An Assessment of the Effectiveness and Fiscal Impacts of the Use of Local Development Incentives in the St. Louis Region By East-West Gateway Council of Governments; January 2011
This study finds that over the last 20 years local governments in the metropolitan St. Louis region have diverted more than $5.8 billion in public tax dollars to subsidize private development. About 80 percent of these subsidies supported the construction of big-box stores and shopping malls, mostly in affluent suburbs. Despite this large public expenditure, the region has seen virtually no economic growth. "The number of retail jobs has increased only slightly and, in real dollars, retail sales or per capita have not increased in years,” the authors conclude. The subsidies have almost exclusively benefitted large chains, the study finds, and the region’s retail sector has grown increasingly concentrated. More than 600 small retailers (under 10 employees) have closed in the last ten years. "Both municipal finance and quality of life suffer when a city loses its base of small retail establishments,” the study notes. While some municipalities have seen gains in revenue as a result of luring retail development, these gains have come entirely at the expense of neighboring municipalities. Today, most of the region’s local governments are in financial trouble. "A significant number of municipalities faced budget deficits, lay-offs and service cuts between 2000 and 2007, even though that was a period of time when the economy had generally fared well,” the study finds.

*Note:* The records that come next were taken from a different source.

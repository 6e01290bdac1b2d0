//! `campaigns` command: list the configured campaign profiles

use anyhow::Result;
use colored::*;

use crate::config::{DatePolicy, Settings};

pub fn handle_campaigns_command(settings: &Settings) -> Result<()> {
    println!(
        "{} {}",
        "Data directory:".bold(),
        settings.data_dir.display().to_string().cyan()
    );

    for profile in &settings.campaigns {
        let policy = match profile.date_policy {
            DatePolicy::Dated => "dated",
            DatePolicy::DatedFilled => "dated (filled)",
            DatePolicy::YearOnly => "year only",
        };
        println!();
        println!("{}", profile.name.bright_cyan().bold());
        println!(
            "  Dates: {}, default year {}",
            policy,
            profile.default_year
        );
        if !profile.date_formats.is_empty() {
            let formats: Vec<String> =
                profile.date_formats.iter().map(|f| f.to_string()).collect();
            println!("  Date formats: {}", formats.join(", "));
        }
        println!("  Tolerance: {}", settings.tolerance_for(profile));

        let found = profile
            .source_candidates(&settings.data_dir)
            .into_iter()
            .find(|p| p.is_file());
        match found {
            Some(path) => println!("  Workbook: {}", path.display().to_string().green()),
            None => println!("  Workbook: {}", "not found".yellow()),
        }
    }

    Ok(())
}
//! Campaign adapter: one loosely-typed row into a typed record

use chrono::NaiveDate;

use crate::config::{CampaignProfile, DatePolicy};
use crate::ingest::normalize::{first_of_year, normalize_date, normalize_number, year_of};
use crate::ingest::types::{CellValue, RawRow, WellInput};

/// A spreadsheet row split into well data, sample key and parameter cells
#[derive(Debug, Clone, PartialEq)]
pub struct CampaignRecord {
    pub well: WellInput,
    pub sample_date: Option<NaiveDate>,
    pub year: Option<i32>,
    /// Non-meta columns in sheet order, raw header kept
    pub parameters: Vec<(String, CellValue)>,
}

/// Build a record from a row using the campaign's column layout and date policy
pub fn adapt_row(profile: &CampaignProfile, row: &RawRow) -> CampaignRecord {
    let meta = &profile.meta;
    let text = |column: &Option<String>| cell(row, column).and_then(CellValue::as_text);
    let number = |column: &Option<String>| cell(row, column).and_then(normalize_number);
    let parsed_date = || cell(row, &meta.date).and_then(|c| normalize_date(c, &profile.date_formats));

    let well = WellInput {
        well_code: text(&meta.well_code),
        source_code: Some(profile.name.clone()),
        district: text(&meta.district),
        locality: text(&meta.locality),
        x: number(&meta.x),
        y: number(&meta.y),
        elevation_m: number(&meta.elevation),
        depth_m: number(&meta.depth),
    };

    let (sample_date, year) = match profile.date_policy {
        DatePolicy::Dated => {
            let date = parsed_date();
            let year = date.map(year_of).unwrap_or(profile.default_year);
            (date, year)
        }
        DatePolicy::DatedFilled => {
            let date = parsed_date();
            let year = date.map(year_of).unwrap_or(profile.default_year);
            (date.or_else(|| first_of_year(year)), year)
        }
        DatePolicy::YearOnly => {
            let year = number(&meta.year)
                .map(f64::trunc)
                .filter(|y| (f64::from(i32::MIN)..=f64::from(i32::MAX)).contains(y))
                .map(|y| y as i32)
                .unwrap_or(profile.default_year);
            (first_of_year(year), year)
        }
    };

    let meta_columns = profile.meta_column_names();
    let parameters = row
        .iter()
        .filter(|(header, _)| !meta_columns.contains(header))
        .map(|(header, value)| (header.to_string(), value.clone()))
        .collect();

    CampaignRecord {
        well,
        sample_date,
        year: Some(year),
        parameters,
    }
}

fn cell<'r>(row: &'r RawRow, column: &Option<String>) -> Option<&'r CellValue> {
    column.as_deref().map(|header| row.get(header))
}

#[cfg(test)]
mod tests {
    use super::*;

    fn date(y: i32, m: u32, d: u32) -> NaiveDate {
        NaiveDate::from_ymd_opt(y, m, d).unwrap()
    }

    #[test]
    fn test_2001_row() {
        let profile = CampaignProfile::builtin("GA_calidad_2001").unwrap();
        let row = RawRow::new()
            .with("No", 1.0)
            .with("Codigo", " P-12 ")
            .with("Localidad", "San Lorenzo")
            .with("X-UTM", "441200,5")
            .with("Y-UTM", 7195000.0)
            .with("Prof_M", 80.0)
            .with("Fecha_mues", "15/03/2001")
            .with("Nitratos (mg/L)", 12.5);

        let record = adapt_row(&profile, &row);
        assert_eq!(record.well.well_code.as_deref(), Some("P-12"));
        assert_eq!(record.well.source_code.as_deref(), Some("GA_calidad_2001"));
        assert_eq!(record.well.x, Some(441200.5));
        assert_eq!(record.well.depth_m, Some(80.0));
        assert_eq!(record.sample_date, Some(date(2001, 3, 15)));
        assert_eq!(record.year, Some(2001));
        assert_eq!(
            record.parameters,
            vec![("Nitratos (mg/L)".to_string(), CellValue::Number(12.5))]
        );
    }

    #[test]
    fn test_dated_row_without_date_keeps_it_empty() {
        let profile = CampaignProfile::builtin("GA_calidad_2001").unwrap();
        let row = RawRow::new().with("Codigo", "P-1").with("Fecha_mues", "sin dato");

        let record = adapt_row(&profile, &row);
        assert_eq!(record.sample_date, None);
        assert_eq!(record.year, Some(2001));
    }

    #[test]
    fn test_year_only_row_defaults() {
        let profile = CampaignProfile::builtin("GA_calidad_tesis_2006").unwrap();

        let with_year = RawRow::new().with("Distrito", "Luque").with("Año", 2005.0);
        let record = adapt_row(&profile, &with_year);
        assert_eq!(record.year, Some(2005));
        assert_eq!(record.sample_date, Some(date(2005, 1, 1)));
        assert_eq!(record.well.district.as_deref(), Some("Luque"));
        assert_eq!(record.well.well_code, None);

        let without_year = RawRow::new().with("Distrito", "Luque").with("Año", "");
        let record = adapt_row(&profile, &without_year);
        assert_eq!(record.year, Some(2006));
        assert_eq!(record.sample_date, Some(date(2006, 1, 1)));
    }

    #[test]
    fn test_dated_filled_uses_first_of_year() {
        let profile = CampaignProfile::builtin("GA_calidad_FP_2018").unwrap();

        let undated = RawRow::new().with("codigo_pozo", 7.0).with("ele", 110.0);
        let record = adapt_row(&profile, &undated);
        assert_eq!(record.well.well_code.as_deref(), Some("7"));
        assert_eq!(record.well.elevation_m, Some(110.0));
        assert_eq!(record.sample_date, Some(date(2018, 1, 1)));
        assert_eq!(record.year, Some(2018));

        let dated = RawRow::new().with("Fecha_muestreo", "3-7-2017");
        let record = adapt_row(&profile, &dated);
        assert_eq!(record.sample_date, Some(date(2017, 7, 3)));
        assert_eq!(record.year, Some(2017));
    }
}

12. CHARITABLE CONTRIBUTIONS Small businesses donate about twice as much per employee to charitable organizations as large businesses, according to this study.
Business Contributions to Community Service – by Patricia Frishkoff, Small Business Administration, 1991
In 1991, Dr. Patricia Frishkoff, Director of the Family Business Program at Oregon State University, completed this study of charitable giving by 182 businesses in four communities. She combined cash donations with the value of in-kind contributions and found that the small businesses were more generous. Companies with fewer than 100 employees gave an average of $789 per employee, compared to $334 per employee at firms with more than 500 employees.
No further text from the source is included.